More efficient LSTM Cell that concatenates state components before matmul.

The parameters are compatible with LSTMCell. Note that this cell is often faster than LSTMCell as long as the hidden size is roughly <= 2048 units.

The mathematical definition of the cell is the same as LSTMCell and as follows

\[\begin{split}\begin{array}{ll} i = \sigma(W_{ii} x + W_{hi} h + b_{hi}) \\ f = \sigma(W_{if} x + W_{hf} h + b_{hf}) \\ g = \tanh(W_{ig} x + W_{hg} h + b_{hg}) \\ o = \sigma(W_{io} x + W_{ho} h + b_{ho}) \\ c' = f * c + i * g \\ h' = o * \tanh(c') \\ \end{array}\end{split}\]

where x is the input, h is the output of the previous time step, and c is the memory.

Parameters
  • gate_fn (Callable[[...], Any]) –

  • activation_fn (Callable[[...], Any]) –

  • kernel_init (Callable[[Any, Tuple[int], Any], Any]) –

  • recurrent_kernel_init (Callable[[Any, Tuple[int], Any], Any]) –

  • bias_init (Callable[[Any, Tuple[int], Any], Any]) –

  • dtype (Optional[Any]) –

  • param_dtype (Any) –

  • parent (Optional[Union[Type[flax.linen.module.Module], Type[flax.core.scope.Scope], Type[flax.linen.module._Sentinel]]]) –

  • name (str) –

Return type

None

gate_fn

activation function used for gates (default: sigmoid).

Type

Callable[[…], Any]

activation_fn

activation function used for output and memory update (default: tanh).

Type

Callable[[…], Any]

kernel_init

initializer function for the kernels that transform the input (default: lecun_normal).

Type

Callable[[Any, Tuple[int], Any], Any]

recurrent_kernel_init

initializer function for the kernels that transform the hidden state (default: orthogonal).

Type

Callable[[Any, Tuple[int], Any], Any]

bias_init

initializer for the bias parameters (default: zeros).

Type

Callable[[Any, Tuple[int], Any], Any]

dtype

the dtype of the computation (default: infer from inputs and params).

Type

Optional[Any]

param_dtype

the dtype passed to parameter initializers (default: float32).

Type

Any

__call__(carry, inputs)[source]

An optimized long short-term memory (LSTM) cell.

Parameters
  • carry (Tuple[Any, Any]) – the hidden state of the LSTM cell, initialized using LSTMCell.initialize_carry.
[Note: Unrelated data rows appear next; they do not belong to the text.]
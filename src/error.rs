//! Error taxonomy shared by the tree, the context stack and both ingestion backends.
use crate::backend::Backend;
use crate::data::Tag;

#[derive(Debug, Clone, PartialEq, Eq, thiserror::Error)]
pub enum Error {
    /// Input text is not valid for the selected format.
    #[error("{backend} parse error: {message}")]
    Parse { backend: Backend, message: String },

    /// A foreign parse-tree node has no mapping onto `Data`.
    #[error("unsupported node: {0}")]
    UnsupportedType(String),

    #[error("{0} support not enabled in this build")]
    FeatureDisabled(Backend),

    #[error("context stack overflow (capacity {capacity})")]
    StackOverflow { capacity: usize },

    #[error("context stack underflow")]
    StackUnderflow,

    /// `allocate` on a node that already left `None`.
    #[error("node already initialized as {0}")]
    AlreadyInitialized(Tag),

    #[error("cannot allocate storage for {0}")]
    InvalidAllocation(Tag),

    #[error("expected {expected} node, found {found}")]
    TagMismatch { expected: Tag, found: Tag },
}

impl Error {
    pub(crate) fn parse(backend: Backend, message: impl std::fmt::Display) -> Self {
        Error::Parse { backend, message: message.to_string() }
    }
}

pub type Result<T> = std::result::Result<T, Error>;
//! JSON → `Data`.
//!
//! Parsing is serde_json's; this module only walks the resulting `Value`.
//!
//! | JSON            | Data                          |
//! |-----------------|-------------------------------|
//! | null, false     | `String("")`                  |
//! | true            | `String("true")`              |
//! | number          | `String` (serde_json Display) |
//! | string          | `String`                      |
//! | object          | `Map`                         |
//! | array           | `Array` (fixed length)        |
use serde_json::{Map, Number, Value};

use crate::backend::Backend;
use crate::data::{Data, Tag};
use crate::error::{Error, Result};

pub fn from_str(text: &str) -> Result<Data> {
    log::debug!("json: ingesting {} bytes", text.len());
    let value: Value = serde_json::from_str(text).map_err(|e| Error::parse(Backend::Json, e))?;
    let data = from_value(&value)?;
    log::debug!("json: root is {}", data.tag());
    Ok(data)
}

/// Convert an already-parsed JSON value.
pub fn from_value(value: &Value) -> Result<Data> {
    let mut data = Data::new();
    build(&mut data, value)?;
    Ok(data)
}

// ------------------------------ Builder ----------------------------------- //

fn build(data: &mut Data, value: &Value) -> Result<()> {
    match value {
        Value::Null | Value::Bool(false) => data.assign(""),
        Value::Bool(true) => data.assign("true"),
        Value::Number(n) => data.assign(number_text(n)),
        Value::String(s) => data.assign(s.as_str()),
        Value::Object(obj) => build_map(data, obj),
        Value::Array(items) => build_array(data, items),
    }
}

fn build_map(data: &mut Data, obj: &Map<String, Value>) -> Result<()> {
    log::trace!("json: object with {} keys", obj.len());
    data.allocate(Tag::Map, obj.len())?;
    for (key, value) in obj {
        let mut child = Data::new();
        build(&mut child, value)?;
        data.insert(key.as_str(), child)?;
    }
    Ok(())
}

fn build_array(data: &mut Data, items: &[Value]) -> Result<()> {
    log::trace!("json: array of {}", items.len());
    data.allocate(Tag::Array, items.len())?;
    let slots = data
        .array_mut()
        .ok_or(Error::TagMismatch { expected: Tag::Array, found: Tag::None })?;
    for (slot, item) in slots.iter_mut().zip(items) {
        build(slot, item)?;
    }
    Ok(())
}

/// Integers print as plain decimal, floats in shortest round-trip form with a
/// signed exponent when one is needed (`1.5`, `2.0`, `1e+100`).
fn number_text(n: &Number) -> String {
    n.to_string()
}

// ------------------------------- Tests ------------------------------------ //

#[cfg(test)]
mod tests {
    use super::*;
    use serde_json::json;

    fn s(text: &str) -> Data {
        Data::from(text)
    }

    #[test]
    fn falsy_values_collapse_to_empty_string() {
        let null = from_str("null").unwrap();
        let f = from_str("false").unwrap();
        let empty = from_str(r#""""#).unwrap();
        assert_eq!(null, s(""));
        assert_eq!(null, f);
        assert_eq!(f, empty);
        assert!(null.is_empty());
        assert_eq!(from_str("true").unwrap(), s("true"));
    }

    #[test]
    fn empty_containers() {
        let obj = from_str("{}").unwrap();
        assert_eq!(obj.tag(), Tag::Map);
        assert_eq!(obj.len(), 0);
        assert!(obj.is_empty());

        let arr = from_str("[]").unwrap();
        assert_eq!(arr.tag(), Tag::Array);
        assert_eq!(arr.len(), 0);
        assert!(arr.is_empty());
    }

    #[test]
    fn nested_document() {
        let d = from_str(r#"{"a": 1, "b": [true, false, null]}"#).unwrap();
        assert_eq!(d.tag(), Tag::Map);
        assert_eq!(d.get("a"), Some(&s("1")));

        let b = d.get("b").unwrap();
        assert_eq!(b.tag(), Tag::Array);
        assert_eq!(b.as_array().unwrap(), &[s("true"), s(""), s("")]);
        assert!(!d.contains_none());
    }

    #[test]
    fn map_with_empty_child_is_not_empty() {
        let d = from_str(r#"{"x": ""}"#).unwrap();
        assert!(!d.is_empty());
        assert!(d.get("x").unwrap().is_empty());
    }

    #[test]
    fn number_rendering() {
        let d = from_value(&json!([0, -7, 1.5, 2.0, 12345678901234u64, 1e100])).unwrap();
        let texts: Vec<_> = d.children().filter_map(Data::as_str).collect();
        assert_eq!(texts, ["0", "-7", "1.5", "2.0", "12345678901234", "1e+100"]);
    }

    #[test]
    fn strings_kept_verbatim() {
        let d = from_str(r#"["false", "0", " ", "héllo"]"#).unwrap();
        let texts: Vec<_> = d.children().filter_map(Data::as_str).collect();
        assert_eq!(texts, ["false", "0", " ", "héllo"]);
        assert!(!d.index(0).unwrap().is_empty());
    }

    #[test]
    fn object_order_follows_document() {
        let d = from_str(r#"{"z": "1", "a": "2", "m": "3"}"#).unwrap();
        let keys: Vec<_> = d.as_map().unwrap().keys().map(String::as_str).collect();
        assert_eq!(keys, ["z", "a", "m"]);
    }

    #[test]
    fn duplicate_keys_last_wins() {
        let d = from_str(r#"{"k": "first", "k": "second"}"#).unwrap();
        assert_eq!(d.len(), 1);
        assert_eq!(d.get("k"), Some(&s("second")));
    }

    #[test]
    fn deep_nesting_has_no_none() {
        let d = from_value(&json!({"a": [{"b": [[], {}, [null]]}]})).unwrap();
        assert!(!d.contains_none());
        let inner = d.get("a").unwrap().index(0).unwrap().get("b").unwrap();
        assert_eq!(inner.index(2).unwrap().index(0), Some(&s("")));
    }

    #[test]
    fn malformed_input_is_a_parse_error() {
        for bad in [r#"{"a":"#, "", "[1,]", "{'a': 1}", "tru"] {
            match from_str(bad) {
                Err(Error::Parse { backend: Backend::Json, .. }) => {}
                other => panic!("expected parse error for {bad:?}, got {other:?}"),
            }
        }
    }

    #[test]
    fn entry_point_matches_module() {
        assert_eq!(Data::from_json("[1]").unwrap(), from_str("[1]").unwrap());
    }
}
  • inputs (Any) – an ndarray with the input for the current time step. All dimensions except the final are considered batch dimensions.

Returns

A tuple with the new carry and the output.

Return type

Tuple[Tuple[Any, Any], Any]

Methods

activation_fn()

Compute hyperbolic tangent element-wise.

bias_init(shape[, dtype])

An initializer that returns a constant array full of zeros.

gate_fn()

Sigmoid activation function.

initialize_carry(rng, batch_dims, size[, ...])

Initialize the RNN cell carry.

kernel_init(shape[, dtype])

recurrent_kernel_init(shape[, dtype])